_Aim of the task_
Whenever a line of the data below holds the string "logging", copy that line.

_Listed entries_
== Segment start ==

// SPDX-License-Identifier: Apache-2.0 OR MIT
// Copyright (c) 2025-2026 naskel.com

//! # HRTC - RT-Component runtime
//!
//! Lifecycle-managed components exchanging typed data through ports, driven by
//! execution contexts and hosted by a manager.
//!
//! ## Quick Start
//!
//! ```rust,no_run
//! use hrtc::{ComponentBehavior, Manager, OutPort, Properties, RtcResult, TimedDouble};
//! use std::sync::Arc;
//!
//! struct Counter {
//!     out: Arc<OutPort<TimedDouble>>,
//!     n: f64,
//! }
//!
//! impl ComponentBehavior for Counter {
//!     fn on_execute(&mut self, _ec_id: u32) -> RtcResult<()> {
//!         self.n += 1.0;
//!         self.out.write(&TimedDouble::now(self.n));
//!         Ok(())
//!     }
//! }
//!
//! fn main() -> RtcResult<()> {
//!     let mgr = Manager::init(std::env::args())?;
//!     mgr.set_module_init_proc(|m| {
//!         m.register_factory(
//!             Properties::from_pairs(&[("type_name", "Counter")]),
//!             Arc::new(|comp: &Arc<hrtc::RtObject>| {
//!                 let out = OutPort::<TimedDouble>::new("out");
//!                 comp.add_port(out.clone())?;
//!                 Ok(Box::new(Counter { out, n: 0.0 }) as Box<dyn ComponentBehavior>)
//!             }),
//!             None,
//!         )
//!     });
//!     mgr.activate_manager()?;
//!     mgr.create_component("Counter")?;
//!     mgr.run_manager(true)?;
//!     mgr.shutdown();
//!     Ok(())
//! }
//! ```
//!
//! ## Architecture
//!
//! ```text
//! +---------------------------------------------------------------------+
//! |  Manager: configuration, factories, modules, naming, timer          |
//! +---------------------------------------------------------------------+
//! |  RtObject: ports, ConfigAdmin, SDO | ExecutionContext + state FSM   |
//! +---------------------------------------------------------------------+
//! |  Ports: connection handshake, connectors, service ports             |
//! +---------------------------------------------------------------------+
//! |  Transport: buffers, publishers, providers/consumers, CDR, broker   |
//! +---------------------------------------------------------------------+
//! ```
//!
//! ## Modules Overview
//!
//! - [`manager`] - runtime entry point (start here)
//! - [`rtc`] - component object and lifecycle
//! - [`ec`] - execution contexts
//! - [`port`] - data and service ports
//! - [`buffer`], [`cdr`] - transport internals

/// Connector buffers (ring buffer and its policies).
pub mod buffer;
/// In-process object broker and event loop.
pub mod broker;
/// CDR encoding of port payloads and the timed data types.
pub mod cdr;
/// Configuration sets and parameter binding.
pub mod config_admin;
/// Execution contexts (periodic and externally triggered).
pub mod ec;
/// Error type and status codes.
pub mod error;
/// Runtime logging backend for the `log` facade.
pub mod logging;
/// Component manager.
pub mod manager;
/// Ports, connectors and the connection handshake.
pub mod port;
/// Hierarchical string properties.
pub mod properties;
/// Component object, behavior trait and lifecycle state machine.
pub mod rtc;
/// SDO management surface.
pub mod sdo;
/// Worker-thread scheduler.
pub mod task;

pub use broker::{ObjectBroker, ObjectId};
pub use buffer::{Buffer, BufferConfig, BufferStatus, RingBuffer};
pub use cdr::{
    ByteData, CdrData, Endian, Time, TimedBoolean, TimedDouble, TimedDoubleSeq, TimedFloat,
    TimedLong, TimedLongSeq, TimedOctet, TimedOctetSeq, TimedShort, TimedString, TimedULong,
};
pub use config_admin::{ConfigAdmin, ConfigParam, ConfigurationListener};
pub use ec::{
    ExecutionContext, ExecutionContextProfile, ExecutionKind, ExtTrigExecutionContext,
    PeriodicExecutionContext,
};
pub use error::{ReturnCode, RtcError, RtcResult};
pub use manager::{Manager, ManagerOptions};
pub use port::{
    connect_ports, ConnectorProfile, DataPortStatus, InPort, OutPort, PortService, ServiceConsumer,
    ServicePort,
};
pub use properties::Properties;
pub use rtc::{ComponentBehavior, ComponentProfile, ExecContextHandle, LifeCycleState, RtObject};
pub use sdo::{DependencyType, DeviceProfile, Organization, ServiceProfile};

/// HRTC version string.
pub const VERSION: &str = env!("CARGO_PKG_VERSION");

== Segment end ==

_Response to the task_
/// Runtime logging backend for the `log` facade.
pub mod logging;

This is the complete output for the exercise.